Yoga ISN’T a big calorie burner. While doing yoga does improve flexibility and strength, it’s not much of an aerobic activity, according to an ACE study: a 50-minute power yoga session burns 237 calories, versus the 500 to 600 calories you’d fry spinning for that amount of time.
Stretching helps your body recover faster. Keep doing it if it feels good to you, but a recent University of Milan study on the effects of post workout recovery methods found no significant changes in blood lactate levels (a measure of how fatigued your muscles are) in people who stretch after exercise. While stretching may not completely reduce muscle soreness or speed muscle tissue repair, limbering up still has certain benefits. Doing it right after a workout, when the body is still warm, is the best way to increase joint flexibility. The increased flexibility can then make some exercises easier to perform when you are next training.

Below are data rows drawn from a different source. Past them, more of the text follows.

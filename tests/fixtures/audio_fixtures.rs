//! Audio Test Fixtures
//!
//! Generated audio keeps the tests reproducible without external files.
//! Everything is 16-bit signed little-endian PCM.

use std::f32::consts::PI;

use realtime_bridge::core::audio::{AudioFrame, i16_to_bytes};

/// Wire sample rate of the model (24kHz)
pub const MODEL_SAMPLE_RATE: u32 = 24000;

/// Typical WebRTC capture rate (48kHz)
pub const CAPTURE_SAMPLE_RATE: u32 = 48000;

/// Samples in 20ms at the given rate
pub fn samples_per_20ms(sample_rate: u32) -> usize {
    (sample_rate / 50) as usize
}

/// Generate silence (zeros)
pub fn generate_silence(duration_samples: usize) -> Vec<i16> {
    vec![0i16; duration_samples]
}

/// Generate a sine wave tone
pub fn generate_sine_wave(
    duration_samples: usize,
    sample_rate: u32,
    frequency: f32,
    amplitude: f32,
) -> Vec<i16> {
    let max_amplitude = amplitude * i16::MAX as f32;
    let angular_freq = 2.0 * PI * frequency / sample_rate as f32;

    (0..duration_samples)
        .map(|i| ((angular_freq * i as f32).sin() * max_amplitude) as i16)
        .collect()
}

/// Mono frame holding `samples`
pub fn mono_frame(samples: &[i16], sample_rate: u32) -> AudioFrame {
    AudioFrame::new(i16_to_bytes(samples), sample_rate, 1).expect("valid mono frame")
}

/// Mono frame of `count` samples all equal to `value`
pub fn constant_frame(value: i16, count: usize, sample_rate: u32) -> AudioFrame {
    mono_frame(&vec![value; count], sample_rate)
}

/// Split a tone into consecutive 20ms frames
pub fn tone_frames(duration_ms: usize, sample_rate: u32, frequency: f32) -> Vec<AudioFrame> {
    let total = sample_rate as usize * duration_ms / 1000;
    generate_sine_wave(total, sample_rate, frequency, 0.5)
        .chunks(samples_per_20ms(sample_rate))
        .map(|chunk| mono_frame(chunk, sample_rate))
        .collect()
}

/// Convert i16 samples to bytes (little-endian)
pub fn samples_to_bytes(samples: &[i16]) -> Vec<u8> {
    samples.iter().flat_map(|s| s.to_le_bytes()).collect()
}

/// Convert bytes to i16 samples (little-endian)
pub fn bytes_to_samples(bytes: &[u8]) -> Vec<i16> {
    bytes
        .chunks_exact(2)
        .map(|chunk| i16::from_le_bytes([chunk[0], chunk[1]]))
        .collect()
}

Skipping sleep CAN cause weight gain. Women in an American Journal of Epidemiology study who slept less than seven hours were more likely to gain weight; other research has shown that even partial sleep deprivation ups production of the hormone ghrelin, which triggers hunger.

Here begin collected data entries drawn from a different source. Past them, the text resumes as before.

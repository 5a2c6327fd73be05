pub mod audio;
pub mod conversation;
pub mod events;
pub mod realtime;

pub use conversation::ConversationSession;
pub use events::{
    BridgeEvent, BridgeEventKind, EventRegistry, SubscriptionId, Transcript, TranscriptRole,
};
pub use realtime::{ControllerState, ModelSessionController, TurnState};
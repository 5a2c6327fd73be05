//! FIFO of PCM bytes bridging an audio producer and a single consumer.

use std::collections::VecDeque;

use bytes::{Bytes, BytesMut};
use parking_lot::Mutex;
use tokio::sync::Notify;

/// Default upper bound for a single dequeued chunk (about 680 ms of 24 kHz mono PCM16).
const DEFAULT_MAX_CHUNK_BYTES: usize = 32 * 1024;

/// First-in-first-out byte queue with wakeup on enqueue.
///
/// Producers call [`push`](Self::push); the consumer either polls with
/// [`pop`](Self::pop), which never blocks, or awaits [`recv`](Self::recv), which
/// parks on a [`Notify`] until the next push. The internal lock is only held for
/// the duration of a push/pop and never across an `.await`.
#[derive(Debug)]
pub struct AudioFrameBuffer {
    chunks: Mutex<VecDeque<Bytes>>,
    notify: Notify,
    max_chunk_bytes: usize,
}

impl Default for AudioFrameBuffer {
    fn default() -> Self {
        Self::new()
    }
}

impl AudioFrameBuffer {
    pub fn new() -> Self {
        Self::with_max_chunk(DEFAULT_MAX_CHUNK_BYTES)
    }

    /// Create a buffer whose dequeued chunks never exceed `max_chunk_bytes`.
    ///
    /// The bound is rounded down to an even number so chunks stay sample-aligned.
    pub fn with_max_chunk(max_chunk_bytes: usize) -> Self {
        Self {
            chunks: Mutex::new(VecDeque::new()),
            notify: Notify::new(),
            max_chunk_bytes: (max_chunk_bytes & !1).max(2),
        }
    }

    /// Append bytes and wake the consumer.
    pub fn push(&self, data: Bytes) {
        if data.is_empty() {
            return;
        }
        self.chunks.lock().push_back(data);
        self.notify.notify_one();
    }

    /// Dequeue everything buffered so far (up to the chunk bound) as one chunk.
    ///
    /// Returns `None` immediately when nothing is queued.
    pub fn pop(&self) -> Option<Bytes> {
        let mut chunks = self.chunks.lock();
        let first = chunks.pop_front()?;

        if first.len() >= self.max_chunk_bytes {
            let mut first = first;
            let head = first.split_to(self.max_chunk_bytes);
            if !first.is_empty() {
                chunks.push_front(first);
            }
            return Some(head);
        }

        if chunks.is_empty() {
            return Some(first);
        }

        let mut out = BytesMut::with_capacity(self.max_chunk_bytes);
        out.extend_from_slice(&first);
        while let Some(mut next) = chunks.pop_front() {
            let room = self.max_chunk_bytes - out.len();
            if next.len() > room {
                out.extend_from_slice(&next.split_to(room));
                chunks.push_front(next);
                break;
            }
            out.extend_from_slice(&next);
            if out.len() == self.max_chunk_bytes {
                break;
            }
        }
        Some(out.freeze())
    }

    /// Wait until data is available and dequeue it.
    pub async fn recv(&self) -> Bytes {
        loop {
            if let Some(chunk) = self.pop() {
                return chunk;
            }
            self.notify.notified().await;
        }
    }

    /// Discard everything buffered.
    pub fn clear(&self) {
        self.chunks.lock().clear();
    }

    /// Total bytes currently buffered.
    pub fn len(&self) -> usize {
        self.chunks.lock().iter().map(Bytes::len).sum()
    }

    pub fn is_empty(&self) -> bool {
        self.chunks.lock().is_empty()
    }
}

More gym time is better. Scheduling in rest days is crucial. Your body needs to recover, especially after a tough session. If you work out every single day, you could injure yourself or overtrain, which keeps your muscles from rebounding and your body from improving. That’s true even if you’re just a casual gym goer. So be sure to take regular breaks, whether it’s every other day (if you’re a beginner) or once a week (for the advanced). And keep your workout varied! If you don’t mix things up, doing the same training pattern can lead to injuries.